In A Dissertation upon Parties (1733), the politician and political philosopher Henry St John, Viscount Bolingbroke, argues that ‘If liberty is a delicious and wholesome fruit, the British constitution is the tree that bears this fruit’:

our constitution is a system of government suited to the genius of our nation, and even to our situation. The experience of many hundred years hath shown, that by preserving this constitution inviolate, or by drawing it back to the principles on which it was originally founded, whenever it shall be made to swerve from them, we may secure to ourselves, and to our latest posterity, the possession of that liberty which we have long enjoyed. What would we more? What other liberty than this do we seek?

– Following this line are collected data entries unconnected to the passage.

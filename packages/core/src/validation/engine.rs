//! Validation entry point

use super::check::Field;
use super::constraint::Constraint;
use super::error::{ValidationError, ValidationErrors};
use super::rules::{Rule, RuleGroup};
use crate::path::Path;
use crate::value::Value;

/// Anything `validate` can run: a rule, a rule group or a constraint literal
pub trait Validate {
    /// Append every failure for `data`, in declaration order
    fn collect_errors(&self, data: &Value, errors: &mut Vec<ValidationError>);
}

impl Validate for Rule {
    fn collect_errors(&self, data: &Value, errors: &mut Vec<ValidationError>) {
        Rule::collect_errors(self, data, errors);
    }
}

impl Validate for RuleGroup {
    fn collect_errors(&self, data: &Value, errors: &mut Vec<ValidationError>) {
        RuleGroup::collect_errors(self, data, errors);
    }
}

/// A constraint validates the whole value; nested [`Constraint::Fields`]
/// qualify errors with their key paths
impl Validate for Constraint {
    fn collect_errors(&self, data: &Value, errors: &mut Vec<ValidationError>) {
        self.check_field(&Path::root(), Field::Present(data), errors);
    }
}

/// Validate `data`, returning it unchanged on success
///
/// # Errors
/// Returns every failure, in rule declaration order, when at least one check
/// fails.
pub fn validate<'a, R>(data: &'a Value, rules: &R) -> Result<&'a Value, ValidationErrors>
where
    R: Validate + ?Sized,
{
    let span = tracing::debug_span!("validation.validate");
    let _enter = span.enter();

    let mut errors = Vec::new();
    rules.collect_errors(data, &mut errors);

    tracing::debug!(errors = errors.len(), "validation complete");
    if errors.is_empty() {
        Ok(data)
    } else {
        Err(ValidationErrors(errors))
    }
}
//! Value kind classification
//!
//! Used by `IsType` checks and by `TypeMismatch` reasons to describe what a
//! traversal step expected and what it actually found.

use std::fmt;

use serde::{Deserialize, Serialize};

use super::Value;

/// Shape of a [`Value`] node
#[derive(Debug, Clone, Copy, PartialEq, Eq, Hash, Serialize, Deserialize)]
#[serde(rename_all = "snake_case")]
pub enum ValueKind {
    /// JSON null
    Null,
    /// Boolean
    Bool,
    /// Integral number (matches `i64`/`u64` representable numbers only)
    Integer,
    /// Any number, integral or floating point
    Number,
    /// String
    String,
    /// Sequence of values
    Sequence,
    /// String-keyed mapping
    Mapping,
}

impl ValueKind {
    /// Classify a value by its most specific kind
    ///
    /// Integral numbers report [`ValueKind::Integer`]; use [`ValueKind::matches`]
    /// when a check should accept any number.
    #[must_use]
    pub fn of(value: &Value) -> Self {
        match value {
            Value::Null => ValueKind::Null,
            Value::Bool(_) => ValueKind::Bool,
            Value::Number(n) if n.is_i64() || n.is_u64() => ValueKind::Integer,
            Value::Number(_) => ValueKind::Number,
            Value::String(_) => ValueKind::String,
            Value::Array(_) => ValueKind::Sequence,
            Value::Object(_) => ValueKind::Mapping,
        }
    }

    /// Whether `value` is an instance of this kind
    #[must_use]
    pub fn matches(self, value: &Value) -> bool {
        match self {
            ValueKind::Number => value.is_number(),
            kind => ValueKind::of(value) == kind,
        }
    }

    /// Lowercase name used in messages
    #[must_use]
    pub fn as_str(self) -> &'static str {
        match self {
            ValueKind::Null => "null",
            ValueKind::Bool => "bool",
            ValueKind::Integer => "integer",
            ValueKind::Number => "number",
            ValueKind::String => "string",
            ValueKind::Sequence => "sequence",
            ValueKind::Mapping => "mapping",
        }
    }
}

impl fmt::Display for ValueKind {
    fn fmt(&self, f: &mut fmt::Formatter<'_>) -> fmt::Result {
        f.write_str(self.as_str())
    }
}
//! Resolution outcomes with found vs missing distinction
//!
//! A deliberate null in the data is `Found(Null)`; a path that leads nowhere
//! is `Missing` with the reason it stopped.

use std::fmt;

use crate::value::{Value, ValueKind};

/// Why a path resolved to nothing
#[derive(Debug, Clone, PartialEq, Eq)]
pub enum MissingReason {
    /// Mapping had no such key
    KeyNotFound {
        /// The key looked up
        key: String,
    },
    /// Index outside the sequence
    IndexOutOfBounds {
        /// Requested index, possibly negative
        index: i64,
        /// Length of the sequence
        len: usize,
    },
    /// Segment applied to the wrong kind of node
    TypeMismatch {
        /// Kind the segment needs
        expected: ValueKind,
        /// Kind actually found
        found: ValueKind,
    },
    /// Walked into a null before the path was exhausted
    NullEncountered,
    /// `only_if` rejected the value
    Filtered,
    /// An `apply` transform failed, panicked or produced null
    TransformFailed {
        /// Failure description
        message: String,
    },
}

impl fmt::Display for MissingReason {
    fn fmt(&self, f: &mut fmt::Formatter<'_>) -> fmt::Result {
        match self {
            MissingReason::KeyNotFound { key } => write!(f, "key '{key}' not found"),
            MissingReason::IndexOutOfBounds { index, len } => {
                write!(f, "index {index} out of bounds for length {len}")
            }
            MissingReason::TypeMismatch { expected, found } => {
                write!(f, "expected {expected}, found {found}")
            }
            MissingReason::NullEncountered => f.write_str("null encountered before end of path"),
            MissingReason::Filtered => f.write_str("value rejected by only_if"),
            MissingReason::TransformFailed { message } => write!(f, "transform failed: {message}"),
        }
    }
}

/// Result of resolving a path against a value
#[derive(Debug, Clone, PartialEq)]
pub enum Outcome {
    /// The path led to this value (which may be a deliberate null)
    Found(Value),
    /// The path led nowhere
    Missing(MissingReason),
}

impl Outcome {
    /// Whether a value was found
    #[inline]
    #[must_use]
    pub fn is_found(&self) -> bool {
        matches!(self, Outcome::Found(_))
    }

    /// Whether the path led nowhere
    #[inline]
    #[must_use]
    pub fn is_missing(&self) -> bool {
        matches!(self, Outcome::Missing(_))
    }

    /// Borrow the found value
    #[inline]
    #[must_use]
    pub fn value(&self) -> Option<&Value> {
        match self {
            Outcome::Found(value) => Some(value),
            Outcome::Missing(_) => None,
        }
    }

    /// The reason when missing
    #[inline]
    #[must_use]
    pub fn reason(&self) -> Option<&MissingReason> {
        match self {
            Outcome::Found(_) => None,
            Outcome::Missing(reason) => Some(reason),
        }
    }

    /// Take the found value, dropping the reason
    ///
    /// Note: this loses the found-null vs missing distinction only if the
    /// caller then maps `None` to null.
    #[inline]
    #[must_use]
    pub fn into_value(self) -> Option<Value> {
        match self {
            Outcome::Found(value) => Some(value),
            Outcome::Missing(_) => None,
        }
    }

    /// Found value, or `default` when missing
    #[inline]
    #[must_use]
    pub fn unwrap_or(self, default: Value) -> Value {
        self.into_value().unwrap_or(default)
    }

    /// Map the found value
    #[inline]
    #[must_use]
    pub fn map(self, f: impl FnOnce(Value) -> Value) -> Self {
        match self {
            Outcome::Found(value) => Outcome::Found(f(value)),
            missing => missing,
        }
    }
}

impl From<Outcome> for Option<Value> {
    fn from(outcome: Outcome) -> Self {
        outcome.into_value()
    }
}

Bolingbroke's remarks indicate the centrality of liberty in eighteenth-century English political discourse, its connection with both the ‘nation’ and the people. In this discourse, liberty is historically inflected, having its basis in the ancient constitution. For Bolingbroke, at least, (there were other varieties of ancient constitutionalism) liberty originated with the Saxons and had been maintained (albeit with struggle) ever since. Typically in relation to this trope, the tone of the narrative expresses at once bullish certainty and underlying anxiety. In the struggle for liberty, one key moment, Bolingbroke suggests, was the Glorious Revolution: the ‘progression from a free to a slavish constitution of government’ (a government in which royal prerogative was too dominant) was ‘stopped at the revolution’. But the need to continue the struggle remains.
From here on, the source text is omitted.